• _Task objective_
The entries need to be copied exactly.
[Entries supplied]
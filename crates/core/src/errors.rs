//! Error types for the bpm core library.
//!
//! Each subsystem has its own error type derived with `thiserror`. A
//! resolver walk reports everything below it as a [`ResolveError`].

use std::fmt;

use thiserror::Error;

// ---------------------------------------------------------------------------
// Version control errors
// ---------------------------------------------------------------------------

/// Category of a version-control operation, carried by [`VcsError`].
#[derive(Debug, Clone, Copy, PartialEq, Eq)]
pub enum VcsOp {
    LatestCommit,
    Status,
    Ancestry,
    Branch,
    Remote,
    Checkout,
    Fetch,
    Pull,
    Discard,
    Submodule,
}

impl fmt::Display for VcsOp {
    fn fmt(&self, f: &mut fmt::Formatter<'_>) -> fmt::Result {
        let s = match self {
            Self::LatestCommit => "latest-commit",
            Self::Status => "status",
            Self::Ancestry => "ancestry",
            Self::Branch => "branch",
            Self::Remote => "remote",
            Self::Checkout => "checkout",
            Self::Fetch => "fetch",
            Self::Pull => "pull",
            Self::Discard => "discard",
            Self::Submodule => "submodule",
        };
        f.write_str(s)
    }
}

/// Errors from version-control operations on a checkout.
#[derive(Debug, Error)]
pub enum VcsError {
    /// The path does not exist or is not a git checkout.
    #[error("not a git checkout: '{0}'")]
    NotACheckout(String),

    /// A git operation failed.
    #[error("git {op} failed at '{path}': {detail}")]
    OperationFailed {
        op: VcsOp,
        path: String,
        detail: String,
    },
}

impl VcsError {
    pub fn failed(op: VcsOp, path: &std::path::Path, detail: impl ToString) -> Self {
        Self::OperationFailed {
            op,
            path: path.display().to_string(),
            detail: detail.to_string(),
        }
    }

    /// The operation category, if this error came from a failed operation.
    pub fn op(&self) -> Option<VcsOp> {
        match self {
            Self::NotACheckout(_) => None,
            Self::OperationFailed { op, .. } => Some(*op),
        }
    }
}

// ---------------------------------------------------------------------------
// Process errors
// ---------------------------------------------------------------------------

/// Errors from running an external program.
#[derive(Debug, Error)]
pub enum CommandError {
    /// The program was not found on `$PATH`.
    #[error("{0} binary not found")]
    BinaryNotFound(String),

    /// The program exited with a non-zero status.
    #[error("{program} exited with {exit_code}: {stderr}")]
    Failed {
        program: String,
        exit_code: i32,
        stderr: String,
    },

    /// Generic I/O wrapper.
    #[error("command I/O error: {0}")]
    IoError(#[from] std::io::Error),
}

// ---------------------------------------------------------------------------
// Manifest errors
// ---------------------------------------------------------------------------

/// Errors from loading, validating, or saving a package manifest.
#[derive(Debug, Error)]
pub enum ManifestError {
    #[error("manifest not found: {0}")]
    NotFound(String),

    #[error("manifest parse error in '{path}': {detail}")]
    ParseError { path: String, detail: String },

    /// A required field is missing or blank.
    #[error("manifest '{path}' is missing the '{field}' field")]
    MissingField { path: String, field: String },

    #[error("dependency '{name}' has no url")]
    MissingUrl { name: String },

    #[error("invalid version '{version}': {detail}")]
    InvalidVersion { version: String, detail: String },

    #[error("manifest I/O error: {0}")]
    IoError(#[from] std::io::Error),
}

// ---------------------------------------------------------------------------
// Remote errors
// ---------------------------------------------------------------------------

/// Errors from remote lookup and rewriting.
#[derive(Debug, Error)]
pub enum RemoteError {
    /// A remote that must exist (normally `origin`) is absent.
    #[error("the remote '{name}' is missing in '{path}'")]
    Missing { name: String, path: String },

    #[error("cannot parse remote url '{0}'")]
    InvalidUrl(String),
}

// ---------------------------------------------------------------------------
// Configuration errors
// ---------------------------------------------------------------------------

/// Errors from configuration loading and validation.
#[derive(Debug, Error)]
pub enum ConfigError {
    #[error("configuration file not found: {0}")]
    FileNotFound(String),

    #[error("configuration parse error: {0}")]
    ParseError(String),

    #[error("invalid configuration value for '{field}': {detail}")]
    InvalidValue { field: String, detail: String },

    #[error("unrecognized package manager '{0}' (expected 'npm' or 'yarn')")]
    UnknownPackageManager(String),

    #[error("configuration I/O error: {0}")]
    IoError(#[from] std::io::Error),
}

// ---------------------------------------------------------------------------
// Filesystem errors
// ---------------------------------------------------------------------------

/// Errors from copying, deleting, or locating files.
#[derive(Debug, Error)]
pub enum PathError {
    #[error("failed to copy '{from}' to '{to}': {source}")]
    Copy {
        from: String,
        to: String,
        source: std::io::Error,
    },

    #[error("failed to remove '{path}': {source}")]
    Remove {
        path: String,
        source: std::io::Error,
    },

    #[error("failed to create directory '{path}': {source}")]
    CreateDir {
        path: String,
        source: std::io::Error,
    },

    #[error("path not found: {0}")]
    NotFound(String),
}

// ---------------------------------------------------------------------------
// Installer errors
// ---------------------------------------------------------------------------

/// Errors from the package-installer stage.
#[derive(Debug, Error)]
pub enum InstallError {
    #[error("failed to install module '{module}': {source}")]
    Module {
        module: String,
        source: CommandError,
    },

    #[error("install path error: {0}")]
    Path(#[from] PathError),
}

// ---------------------------------------------------------------------------
// Resolver errors
// ---------------------------------------------------------------------------

/// Errors from a dependency walk. Any of these aborts the whole walk.
#[derive(Debug, Error)]
pub enum ResolveError {
    #[error("resolve git error: {0}")]
    Vcs(#[from] VcsError),

    #[error("resolve manifest error: {0}")]
    Manifest(#[from] ManifestError),

    #[error("resolve remote error: {0}")]
    Remote(#[from] RemoteError),

    #[error("resolve path error: {0}")]
    Path(#[from] PathError),
}

#[cfg(test)]
mod tests {
    use super::*;
    use std::path::Path;

    #[test]
    fn test_error_display_messages() {
        let err = VcsError::failed(VcsOp::Pull, Path::new("/tmp/dep"), "no such remote");
        assert_eq!(
            err.to_string(),
            "git pull failed at '/tmp/dep': no such remote"
        );
        assert_eq!(err.op(), Some(VcsOp::Pull));

        let err = RemoteError::Missing {
            name: "origin".into(),
            path: "bpm_modules/dep".into(),
        };
        assert!(err.to_string().contains("'origin'"));

        let err = ConfigError::UnknownPackageManager("pnpm".into());
        assert!(err.to_string().contains("pnpm"));
    }
}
[/Entries supplied]
• _Solution for this problem_
filename crates/core/src/errors.rs
//! Error types for the bpm core library.
//!
//! Each subsystem has its own error type derived with `thiserror`. A
//! resolver walk reports everything below it as a [`ResolveError`].

use std::fmt;

use thiserror::Error;

// ---------------------------------------------------------------------------
// Version control errors
// ---------------------------------------------------------------------------

/// Category of a version-control operation, carried by [`VcsError`].
#[derive(Debug, Clone, Copy, PartialEq, Eq)]
pub enum VcsOp {
    LatestCommit,
    Status,
    Ancestry,
    Branch,
    Remote,
    Checkout,
    Fetch,
    Pull,
    Discard,
    Submodule,
}

impl fmt::Display for VcsOp {
    fn fmt(&self, f: &mut fmt::Formatter<'_>) -> fmt::Result {
        let s = match self {
            Self::LatestCommit => "latest-commit",
            Self::Status => "status",
            Self::Ancestry => "ancestry",
            Self::Branch => "branch",
            Self::Remote => "remote",
            Self::Checkout => "checkout",
            Self::Fetch => "fetch",
            Self::Pull => "pull",
            Self::Discard => "discard",
            Self::Submodule => "submodule",
        };
        f.write_str(s)
    }
}

/// Errors from version-control operations on a checkout.
#[derive(Debug, Error)]
pub enum VcsError {
    /// The path does not exist or is not a git checkout.
    #[error("not a git checkout: '{0}'")]
    NotACheckout(String),

    /// A git operation failed.
    #[error("git {op} failed at '{path}': {detail}")]
    OperationFailed {
        op: VcsOp,
        path: String,
        detail: String,
    },
}

impl VcsError {
    pub fn failed(op: VcsOp, path: &std::path::Path, detail: impl ToString) -> Self {
        Self::OperationFailed {
            op,
            path: path.display().to_string(),
            detail: detail.to_string(),
        }
    }

    /// The operation category, if this error came from a failed operation.
    pub fn op(&self) -> Option<VcsOp> {
        match self {
            Self::NotACheckout(_) => None,
            Self::OperationFailed { op, .. } => Some(*op),
        }
    }
}

// ---------------------------------------------------------------------------
// Process errors
// ---------------------------------------------------------------------------

/// Errors from running an external program.
#[derive(Debug, Error)]
pub enum CommandError {
    /// The program was not found on `$PATH`.
    #[error("{0} binary not found")]
    BinaryNotFound(String),

    /// The program exited with a non-zero status.
    #[error("{program} exited with {exit_code}: {stderr}")]
    Failed {
        program: String,
        exit_code: i32,
        stderr: String,
    },

    /// Generic I/O wrapper.
    #[error("command I/O error: {0}")]
    IoError(#[from] std::io::Error),
}

// ---------------------------------------------------------------------------
// Manifest errors
// ---------------------------------------------------------------------------

/// Errors from loading, validating, or saving a package manifest.
#[derive(Debug, Error)]
pub enum ManifestError {
    #[error("manifest not found: {0}")]
    NotFound(String),

    #[error("manifest parse error in '{path}': {detail}")]
    ParseError { path: String, detail: String },

    /// A required field is missing or blank.
    #[error("manifest '{path}' is missing the '{field}' field")]
    MissingField { path: String, field: String },

    #[error("dependency '{name}' has no url")]
    MissingUrl { name: String },

    #[error("invalid version '{version}': {detail}")]
    InvalidVersion { version: String, detail: String },

    #[error("manifest I/O error: {0}")]
    IoError(#[from] std::io::Error),
}

// ---------------------------------------------------------------------------
// Remote errors
// ---------------------------------------------------------------------------

/// Errors from remote lookup and rewriting.
#[derive(Debug, Error)]
pub enum RemoteError {
    /// A remote that must exist (normally `origin`) is absent.
    #[error("the remote '{name}' is missing in '{path}'")]
    Missing { name: String, path: String },

    #[error("cannot parse remote url '{0}'")]
    InvalidUrl(String),
}

// ---------------------------------------------------------------------------
// Configuration errors
// ---------------------------------------------------------------------------

/// Errors from configuration loading and validation.
#[derive(Debug, Error)]
pub enum ConfigError {
    #[error("configuration file not found: {0}")]
    FileNotFound(String),

    #[error("configuration parse error: {0}")]
    ParseError(String),

    #[error("invalid configuration value for '{field}': {detail}")]
    InvalidValue { field: String, detail: String },

    #[error("unrecognized package manager '{0}' (expected 'npm' or 'yarn')")]
    UnknownPackageManager(String),

    #[error("configuration I/O error: {0}")]
    IoError(#[from] std::io::Error),
}

// ---------------------------------------------------------------------------
// Filesystem errors
// ---------------------------------------------------------------------------

/// Errors from copying, deleting, or locating files.
#[derive(Debug, Error)]
pub enum PathError {
    #[error("failed to copy '{from}' to '{to}': {source}")]
    Copy {
        from: String,
        to: String,
        source: std::io::Error,
    },

    #[error("failed to remove '{path}': {source}")]
    Remove {
        path: String,
        source: std::io::Error,
    },

    #[error("failed to create directory '{path}': {source}")]
    CreateDir {
        path: String,
        source: std::io::Error,
    },

    #[error("path not found: {0}")]
    NotFound(String),
}

// ---------------------------------------------------------------------------
// Installer errors
// ---------------------------------------------------------------------------

/// Errors from the package-installer stage.
#[derive(Debug, Error)]
pub enum InstallError {
    #[error("failed to install module '{module}': {source}")]
    Module {
        module: String,
        source: CommandError,
    },

    #[error("install path error: {0}")]
    Path(#[from] PathError),
}

// ---------------------------------------------------------------------------
// Resolver errors
// ---------------------------------------------------------------------------

/// Errors from a dependency walk. Any of these aborts the whole walk.
#[derive(Debug, Error)]
pub enum ResolveError {
    #[error("resolve git error: {0}")]
    Vcs(#[from] VcsError),

    #[error("resolve manifest error: {0}")]
    Manifest(#[from] ManifestError),

    #[error("resolve remote error: {0}")]
    Remote(#[from] RemoteError),

    #[error("resolve path error: {0}")]
    Path(#[from] PathError),
}

#[cfg(test)]
mod tests {
    use super::*;
    use std::path::Path;

    #[test]
    fn test_error_display_messages() {
        let err = VcsError::failed(VcsOp::Pull, Path::new("/tmp/dep"), "no such remote");
        assert_eq!(
            err.to_string(),
            "git pull failed at '/tmp/dep': no such remote"
        );
        assert_eq!(err.op(), Some(VcsOp::Pull));

        let err = RemoteError::Missing {
            name: "origin".into(),
            path: "bpm_modules/dep".into(),
        };
        assert!(err.to_string().contains("'origin'"));

        let err = ConfigError::UnknownPackageManager("pnpm".into());
        assert!(err.to_string().contains("pnpm"));
    }
}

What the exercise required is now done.